Wikipedia, “Fast Food” terimini kısa sürede hazırlanan ve hızlı servis edilen yemek biçimi olarak tanımlamaktadır. Türk Dil Kurumu da “Hazır Yemek” olarak isimlendirir. Gerçekte Fast Food, hızlı hazırlanmış ve ayaküstü beslenme anlamına gelmektedir. Yol kenarında bisikletten bozma arabalarda satılan, önceden hazırlanmış veya ellerinde sepet taşıyan kişilerin sattığı ürünler; hazır yemek de olsa fast food tanımına girmemektedir. Fast food belli bir marka altında, zincirler şeklinde açılmış restoranlardan oluşan bir zincir satış biçimidir. Tüm dünya’da aynı isim, aynı lezzet ve aynı tatta satılan ürünlerden oluşur.
Fast food restoranlarında üretilen yiyecekler o tesisin imkanlarıyla, fırınlarda, ocaklarda, fritözlerde, ateş üzerinde anında pişirilir. Henüz müşterisi yokken yiyecekler pişmiş ve satışa hazır vaziyettedir. Belli bir süre içinde satılamayan malzemeler imha edilir, yerine yenileri pişirilir. Üretim sürecinin hızlanması amacıyla tüm malzemeler önceden bir merkezde hazırlanır ve henüz pişirilmemiş biçimde ancak pişmeye hazır durumda soğuk taşıma araçları ile sevk edilir. Satış noktalarında soğuk hacimlerde muhafaza edilir.
Soğuk zincir de dediğimiz bu lojistik süreç, zor bir süreçtir ve içinde kritik noktalar vardır. Her şeyden önce ürünlerin bozulmaması ve daha uzun dayanması için bazı hammaddelerden başlayarak ürünlerin ön hazırlığı, sevk edilmesi, her kademede depolanması soğuk hacimlerde gerçekleşmelidir. Her satış mağazasının ne satacağı bir gün önceden belli olmalı ve buna uygun sevkiyat ve rota programı yapılmalıdır. Mağazalara sadece gıda ürünleri değil her türlü ambalaj malzemesi, sarf malzemesi, afiş, pano, promosyon malzemeleri aynı sistem içinde temin edilmelidir. Taşıma süreci gıda güvenliği, hijyen, sanitasyon, sağlık, HACCP ( Kritik Kontrol Noktalarında Tehlike Analizi ) Sistemi, iyi üretim teknikleri talimatı gibi bir çok kurala uymalı ve kayıt altına alınmalıdır. Taşıma hızlı yapılmalıdır zira pişmiş ürünlerin raf süresi 5-6 dakika, pişmemiş ürünlerinde raf ömrü bir günden kısadır. Hataya yer yoktur, kalitede sapma olmamalıdır.

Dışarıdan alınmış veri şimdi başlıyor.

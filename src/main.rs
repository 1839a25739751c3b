use std::path::PathBuf;

use anyhow::{Result as R, anyhow};
use clap::Parser;
use irpack_lib::*;

/// Extract impulse responses from an IRLB library, resample, and repack them.
#[derive(Parser)]
#[command(name = "irpack")]
#[command(about = "Extract, resample and repack impulse responses from an IRLB library")]
struct Args {
    /// Source IR library
    input: Option<PathBuf>,

    /// Destination IR library
    output: Option<PathBuf>,

    /// Target sample rate in Hz
    #[arg(short, long)]
    rate: Option<f64>,

    /// IR to keep; repeatable. Keeps every IR when omitted
    #[arg(short = 'n', long = "name")]
    names: Vec<String>,

    /// JSON extract config; command line flags override it
    #[arg(short, long)]
    config: Option<PathBuf>,

    /// Print the input's records as JSON and exit
    #[arg(long)]
    list: bool,

    /// Debug logging
    #[arg(short, long)]
    verbose: bool,
}

impl Args {
    fn to_config(&self) -> R<ExtractConfig> {
        let mut config = match &self.config {
            Some(path) => ExtractConfig::from_json_file(path)?,
            None => {
                let input = self
                    .input
                    .clone()
                    .ok_or_else(|| anyhow!("No input library given"))?;
                let output = self
                    .output
                    .clone()
                    .ok_or_else(|| anyhow!("No output library given"))?;
                ExtractConfig::new(input, output)
            }
        };

        if let Some(input) = &self.input {
            config.source = input.clone();
        }
        if let Some(output) = &self.output {
            config.destination = output.clone();
        }
        if let Some(rate) = self.rate {
            config.target_rate = rate;
        }
        if !self.names.is_empty() {
            config.selection = self.names.clone();
        }
        config.validate()?;
        Ok(config)
    }
}

fn main() -> R<()> {
    let args = Args::parse();

    let level = if args.verbose { "debug" } else { "info" };
    env_logger::Builder::from_env(env_logger::Env::default().default_filter_or(level)).init();

    if args.list {
        let input = args
            .input
            .as_ref()
            .ok_or_else(|| anyhow!("--list needs an input library"))?;
        let library = Library::new(input)?.decode()?;
        println!("{}", serde_json::to_string_pretty(&library.summary())?);
        return Ok(());
    }

    let start_time = std::time::Instant::now();
    let config = args.to_config()?;
    let report = extract(&config)?;

    println!(
        "Wrote {} IRs to {} ({} bytes) in {:.2} seconds",
        report.written.len(),
        config.destination.display(),
        report.bytes_written,
        start_time.elapsed().as_secs_f32()
    );
    if !report.skipped.is_empty() {
        println!("Skipped {} damaged records", report.skipped.len());
    }
    if !report.missing.is_empty() {
        println!("{} requested IRs were not found", report.missing.len());
    }
    Ok(())
}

Türkiye’de bu sistemde çalışmaya başlayan ilk kuruluş 1981 yılında Almanya’da kurulan, bünyesinde isim ve logoları farklı 40 şirketi barındıran, Alpha Group’a bağlı Serlog Lojistik olmuştur. 2007 Kasım ayında kaybettiğimiz Cemal Tayfun Gökhan’ın temelini atmış olduğu, Mc Donalds markasının birçok ülkede lojistiğini yapan kuruluş, sürekli kalite geliştirme programları ile sektörde liderliğe ulaşmış ve başka ürünlerin ve markaların da lojistiğini aynı sistem altında birleştirerek ölçek büyütmüş ekonomi yaratmış ve hizmet kalitesini artırmıştır. Alpha Group 2000 yılının başında ABD’li Havi Grup tarafından satın alınmıştır.
2008’de ‘tek şirket, tek isim, tek logo’ sloganıyla şirketler birleştirmeye başlanmış, yıllardır Serlog adı altında faaliyet gösteren kuruluşun yeni adı Havi Logistics olarak tescil edilmiştir. 14 Nisan 2010 tarihinden bu yana Havi Logistics adıyla çalışmaktadır. Yapılan basın açıklamalarından hızla büyüme hedefleri olduğunu görüyorum.
Yeni Genel Müdürleri Sayın Altan Sekmen’e bu zor sektörde yapacakları çalışmalar için kolaylık diliyorum. Sektörde önder oldukları, bu başarının getirdiği tecrübelerini çeşitli ortamlarda sektör çalışanlarıyla, kurumlarla, öğrencilerle, sektör basını ile paylaştığı için teşekkür ediyorum. Geçen 20 yılın başarısını gördük. Gelecek 20 yılın da başarısını tahmin edebiliyoruz.